Bem lembrado, Cocão. Para que Elza se tornasse a madrinha da seleção em 1962, muita água passou debaixo da ponte e, vale lembrar também, que durante todos os anos em que esteve casada com Garrincha Elza sofreu preconceito da high society e até da imprensa.
Falando um pouco sobre a canção em si, Marcelo Yuka é o grande responsável pela mensagem indigesta, como eu já disse. Apesar de não ser preto, ele tinha origens humildes e um senso crítico muito aguçado. É dele também a canção que jogou o primeiro holofote no Rappa, em 1994, com uma letra, tão crítica quanto “A Carne”: “Todo Camburão Tem Um Pouco De Navio Negreiro”.
Quem inventou o apelido Seu Jorge foi Marcelo Yuka, numa brincadeira que acabou colando. Seu Jorge e Ulisses Capelete também são coautores de “A Carne”. Não é novidade que Seu Jorge também tem uma história de muito sofrimento: viveu na rua e encontrou abrigo em um Teatro, onde morou por anos até se envolver com a arte e integrar a banda Farofa Carioca, que gravou pela primeira vez “A Carne”. Ouça essa versão:
Por considerar a versão do Farofa pouco séria, Elza Soares a gravou. E, não só isso. Como eu disse no começo desse episódio, ela se reinventou na última década. Entre outros projetos autorais, ela lançou “Planeta Fome” em 2019, com esse sugestivo título, claro. As lutas sociais não poderiam faltar e Elza gravou o que seria uma conclusão de “A Carne” chamada “Não Tá Mais de Graça”, onde a carne negra recebe o peso que tem: ela agora vale uma tonelada.
Legal demais, né? Dá pra acreditar que em 2019, quando Elza Soares gravou esse disco, ela estava com 89 anos? Pois é! E essa versão tem a participação do Rafael Mike, que também foi integrante do Farofa Carioca… E é assim, valorizando a carne preta, que vamos chegando ao fim de mais um episódio do Clube da Música Autoral.
Antes de partir, quero deixar um salve para os sócios diretores Matheus Godoy, Henrique Vieira Lima, Caio Camasso, Marcelo Leonardo, Luiz Machado, Lucas Valente, Antonio Valmir Salgado Junior, Emerson Silva Castro, João Junior Vasconcelos Santos, Diego Vinicius, Jackes Liston e Liston Jr., os irmãos; sejam bem-vindos. Mais que sócios: Diretores do Clube da Música Autoral.

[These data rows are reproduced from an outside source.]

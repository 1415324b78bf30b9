// ABOUTME: Tests for the DISPATCH command grammar parser.
// ABOUTME: Covers every command, the case-insensitive marker, and Unknown fallbacks.

use crossbar::orchestrator::DispatchCommand;

#[test]
fn parse_create() {
    assert_eq!(
        DispatchCommand::parse("!create research"),
        DispatchCommand::Create {
            name: "research".to_string(),
            workspace: None
        }
    );
}

#[test]
fn parse_create_with_workspace() {
    assert_eq!(
        DispatchCommand::parse("!create research /home/morgan/ws/research"),
        DispatchCommand::Create {
            name: "research".to_string(),
            workspace: Some("/home/morgan/ws/research".to_string()),
        }
    );
}

#[test]
fn parse_create_without_name_is_unknown() {
    assert_eq!(
        DispatchCommand::parse("!create"),
        DispatchCommand::Unknown("!create".to_string())
    );
}

#[test]
fn parse_delete() {
    assert_eq!(
        DispatchCommand::parse("!delete research"),
        DispatchCommand::Delete {
            name: "research".to_string()
        }
    );
}

#[test]
fn parse_list_and_help_and_leave() {
    assert_eq!(DispatchCommand::parse("!list"), DispatchCommand::List);
    assert_eq!(DispatchCommand::parse("!help"), DispatchCommand::Help);
    assert_eq!(DispatchCommand::parse("!leave"), DispatchCommand::Leave);
}

#[test]
fn parse_status_and_join() {
    assert_eq!(
        DispatchCommand::parse("!status research"),
        DispatchCommand::Status {
            name: "research".to_string()
        }
    );
    assert_eq!(
        DispatchCommand::parse("!join research"),
        DispatchCommand::Join {
            name: "research".to_string()
        }
    );
}

#[test]
fn parse_tell_keeps_full_message() {
    assert_eq!(
        DispatchCommand::parse("!tell research summarize the latest paper"),
        DispatchCommand::Tell {
            session: "research".to_string(),
            message: "summarize the latest paper".to_string(),
        }
    );
}

#[test]
fn parse_tell_without_message_is_unknown() {
    assert_eq!(
        DispatchCommand::parse("!tell research"),
        DispatchCommand::Unknown("!tell research".to_string())
    );
}

#[test]
fn parse_read_with_and_without_count() {
    assert_eq!(
        DispatchCommand::parse("!read research 5"),
        DispatchCommand::Read {
            session: "research".to_string(),
            count: Some(5)
        }
    );
    assert_eq!(
        DispatchCommand::parse("!read research"),
        DispatchCommand::Read {
            session: "research".to_string(),
            count: None
        }
    );
    assert_eq!(
        DispatchCommand::parse("!read research lots"),
        DispatchCommand::Read {
            session: "research".to_string(),
            count: None
        }
    );
}

#[test]
fn parse_broadcast_keeps_full_message() {
    assert_eq!(
        DispatchCommand::parse("!broadcast wrap up for the day"),
        DispatchCommand::Broadcast {
            message: "wrap up for the day".to_string()
        }
    );
    assert_eq!(
        DispatchCommand::parse("!broadcast"),
        DispatchCommand::Unknown("!broadcast".to_string())
    );
}

#[test]
fn command_word_is_case_insensitive() {
    assert_eq!(DispatchCommand::parse("!HELP"), DispatchCommand::Help);
    assert_eq!(
        DispatchCommand::parse("!Join research"),
        DispatchCommand::Join {
            name: "research".to_string()
        }
    );
}

#[test]
fn unmarked_text_is_unknown() {
    assert_eq!(
        DispatchCommand::parse("hello there"),
        DispatchCommand::Unknown("hello there".to_string())
    );
}

#[test]
fn unknown_marker_command_is_unknown() {
    assert_eq!(
        DispatchCommand::parse("!frobnicate now"),
        DispatchCommand::Unknown("!frobnicate now".to_string())
    );
}

#[test]
fn surrounding_whitespace_is_ignored() {
    assert_eq!(DispatchCommand::parse("  !list  "), DispatchCommand::List);
}
// ABOUTME: Binary entry point: wires store, bus, warm pool and orchestrator.
// ABOUTME: Gateways attach to the bus; none are started by the core itself.

use anyhow::Result;
use crossbar::bus::MessageBus;
use crossbar::config::Config;
use crossbar::orchestrator::Orchestrator;
use crossbar::store::SessionStore;
use crossbar::warm::{PoolConfig, WarmSessionManager};
use crossbar::AgentRegistry;
use std::sync::Arc;
use tracing_subscriber::{layer::SubscriberExt, util::SubscriberInitExt};

#[tokio::main]
async fn main() -> Result<()> {
    tracing_subscriber::registry()
        .with(
            tracing_subscriber::EnvFilter::try_from_default_env()
                .unwrap_or_else(|_| "info".into()),
        )
        .with(tracing_subscriber::fmt::layer())
        .init();

    dotenvy::dotenv().ok();
    let config = Config::load()?;
    tracing::info!(
        backend = %config.agent.backend,
        workspace = %config.workspace.root,
        keep_alive_secs = config.pool.keep_alive_secs,
        "starting crossbar"
    );

    let store = SessionStore::new(&config.workspace.root)?;
    let bus = Arc::new(MessageBus::with_store(config.bus.capacity, store.clone())?);

    let pool = Arc::new(WarmSessionManager::new(
        PoolConfig {
            backend_type: config.agent.backend.clone(),
            keep_alive: config.keep_alive(),
            backend_settings: config.backend_settings(),
        },
        AgentRegistry::default(),
    ));

    // Periodic stale-session sweep.
    {
        let pool = Arc::clone(&pool);
        let interval = config.sweep_interval();
        tokio::spawn(async move {
            let mut ticker = tokio::time::interval(interval);
            loop {
                ticker.tick().await;
                let removed = pool.cleanup_stale().await;
                if removed > 0 {
                    tracing::info!(removed, "stale warm sessions swept");
                }
            }
        });
    }

    // Pre-warm configured sessions so their start-up cost is paid now,
    // not on the first real message.
    for name in &config.pool.pre_warm {
        match store.get_or_create_session(name) {
            Ok((record, _)) => {
                if let Err(e) = pool
                    .get_or_create(name, &record.workspace, record.session_id.as_deref())
                    .await
                {
                    tracing::warn!(session = %name, error = %e, "pre-warm failed");
                }
            }
            Err(e) => {
                tracing::warn!(session = %name, error = %e, "pre-warm lookup failed");
            }
        }
    }

    let orchestrator = Orchestrator::new(Arc::clone(&bus), store, Arc::clone(&pool));

    tracing::info!("crossbar ready; gateways may attach to the bus");
    tokio::select! {
        _ = orchestrator.run() => {
            tracing::warn!("orchestrator loop ended");
        }
        _ = tokio::signal::ctrl_c() => {
            tracing::info!("shutdown signal received");
        }
    }

    Ok(())
}
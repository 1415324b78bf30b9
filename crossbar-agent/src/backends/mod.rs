// ABOUTME: Concrete backend strategies conforming to the AgentBackend contract.
// ABOUTME: mock (tests), cli (one-shot invocations), acp (persistent protocol subprocess).

#[cfg(feature = "acp")]
pub mod acp;
pub mod cli;
pub mod mock;
// ABOUTME: Tests for the deterministic mock backend and its fluent builder.
// ABOUTME: Covers expectation matching, consumption, fallback, and cancel idempotence.

use crossbar_agent::backends::mock::MockBackend;
use crossbar_agent::{AgentEvent, ErrorCode};
use serde_json::json;

async fn drain(receiver: &mut crossbar_agent::EventReceiver) -> Vec<AgentEvent> {
    let mut events = Vec::new();
    while let Some(e) = receiver.recv().await {
        events.push(e);
    }
    events
}

#[tokio::test]
async fn ping_prompt_returns_canned_pong() {
    let handle = MockBackend::new()
        .on_prompt("ping")
        .respond_text("pong")
        .into_handle();

    let session_id = handle.new_session().await.unwrap();
    let mut receiver = handle.prompt(&session_id, "please ping the agent").await.unwrap();

    let events = drain(&mut receiver).await;
    assert_eq!(events.len(), 1);
    match &events[0] {
        AgentEvent::Result { text, .. } => assert_eq!(text, "pong"),
        other => panic!("expected Result, got {other:?}"),
    }
}

#[tokio::test]
async fn unmatched_prompt_gets_fallback_result_not_error() {
    let handle = MockBackend::new()
        .on_prompt("ping")
        .respond_text("pong")
        .into_handle();

    let session_id = handle.new_session().await.unwrap();
    let mut receiver = handle.prompt(&session_id, "something else").await.unwrap();

    let events = drain(&mut receiver).await;
    assert_eq!(events.len(), 1);
    match &events[0] {
        AgentEvent::Result { text, .. } => {
            assert!(text.contains("no expectation"), "got: {text}");
        }
        other => panic!("fallback must be a Result, got {other:?}"),
    }
}

#[tokio::test]
async fn expectations_are_consumed_first_match() {
    let handle = MockBackend::new()
        .on_prompt("greet")
        .respond_text("first")
        .on_prompt("greet")
        .respond_text("second")
        .into_handle();

    let session_id = handle.new_session().await.unwrap();

    let mut rx = handle.prompt(&session_id, "greet me").await.unwrap();
    let first = drain(&mut rx).await;
    assert!(matches!(&first[0], AgentEvent::Result { text, .. } if text == "first"));

    let mut rx = handle.prompt(&session_id, "greet me again").await.unwrap();
    let second = drain(&mut rx).await;
    assert!(matches!(&second[0], AgentEvent::Result { text, .. } if text == "second"));
}

#[tokio::test]
async fn full_event_script_replays_in_order() {
    let handle = MockBackend::new()
        .on_prompt("read file")
        .respond_with(vec![
            AgentEvent::ToolStart {
                id: "t1".to_string(),
                name: "Read".to_string(),
                input: json!({"path": "/tmp/notes"}),
            },
            AgentEvent::ToolEnd {
                id: "t1".to_string(),
                name: "Read".to_string(),
                output: json!({"content": "notes"}),
                success: true,
                duration_ms: 3,
            },
            AgentEvent::Result {
                text: "done reading".to_string(),
                usage: None,
                metadata: json!({}),
            },
        ])
        .into_handle();

    let session_id = handle.new_session().await.unwrap();
    let mut receiver = handle.prompt(&session_id, "read file please").await.unwrap();

    let events = drain(&mut receiver).await;
    assert_eq!(events.len(), 3);
    assert!(matches!(&events[0], AgentEvent::ToolStart { name, .. } if name == "Read"));
    assert!(matches!(&events[1], AgentEvent::ToolEnd { success: true, .. }));
    assert!(matches!(&events[2], AgentEvent::Result { .. }));
}

#[tokio::test]
async fn error_expectation_surfaces_typed_code() {
    let handle = MockBackend::new()
        .on_prompt("fail")
        .respond_error(ErrorCode::RateLimited, "slow down")
        .into_handle();

    let session_id = handle.new_session().await.unwrap();
    let mut receiver = handle.prompt(&session_id, "fail now").await.unwrap();

    let events = drain(&mut receiver).await;
    assert!(matches!(
        &events[0],
        AgentEvent::Error { code: ErrorCode::RateLimited, .. }
    ));
}

#[tokio::test]
async fn cancel_twice_after_completed_prompt_is_noop() {
    let handle = MockBackend::new()
        .on_prompt("ping")
        .respond_text("pong")
        .into_handle();

    let session_id = handle.new_session().await.unwrap();
    let mut receiver = handle.prompt(&session_id, "ping").await.unwrap();
    drain(&mut receiver).await;

    handle.cancel(&session_id).await.unwrap();
    handle.cancel(&session_id).await.unwrap();
}

#[tokio::test]
async fn sessions_get_distinct_ids() {
    let handle = MockBackend::new().into_handle();
    let a = handle.new_session().await.unwrap();
    let b = handle.new_session().await.unwrap();
    assert_ne!(a, b);
}

#[tokio::test]
async fn load_unknown_session_fails() {
    let handle = MockBackend::new().into_handle();
    assert!(handle.load_session("never-issued").await.is_err());
    assert!(handle.load_session("resumable-42").await.is_ok());
}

Se você vê valor no que fazemos, seja um sócio, acesse clubedamusicaautoral.com.br/assine e conheça as vantagens que você recebe em troca do seu apoio.
Esse podcast é um oferecimento dos sócios do Clube da Música Autoral: a arte de vitrine foi feita pelo Patrick Lima, a revisão do roteiro é da Camilla Spinola e do Gus Ferroni, a edição é dele, Rogério “Cocão” Silva, e a produção é minha, Gilson de Lazari.
Rapidinho… em 2018 estreou o Musical Elza, que reuniu sete intérpretes em curta temporada que emocionou o público. Larissa Luz interpretou Elza com sua voz característica e o momento ápice do espetáculo, claro, é quando interpretam “A Carne”, que vamos usar para encerrar esse episódio.
Foi um prazer falar de música com vocês e até a próxima.
Conheci o clube há alguns dias e vinha aqui comentar que queria ouvir a Elza Soares, ainda estou ouvindo as temporadas antigas e fiquei: COMO NÃO TEM ELZA NA TEMPORADA DAS MINAS?
Parabéns pelo trabalho, esse podcast é FODA (to ouvindo o Killing In The Name hoje)
Fala Micael, os temas da temporada das minas foi escolha dos sócios. Mas a justiça está feita! Elza no Clube era uma obrigação.
Gilson, Beleza?
Reconheço que não conhecia a historia da Elza Soares como artista musical, e este capitulo me fisgou porque tinha entre as musica o Rock del Mundial, pais de onde sou natural e que foi musica antes de eu ter nascido.
Muito bom este episodio, assim como todos os outros.
Obrigado pelas historias e boas musicas.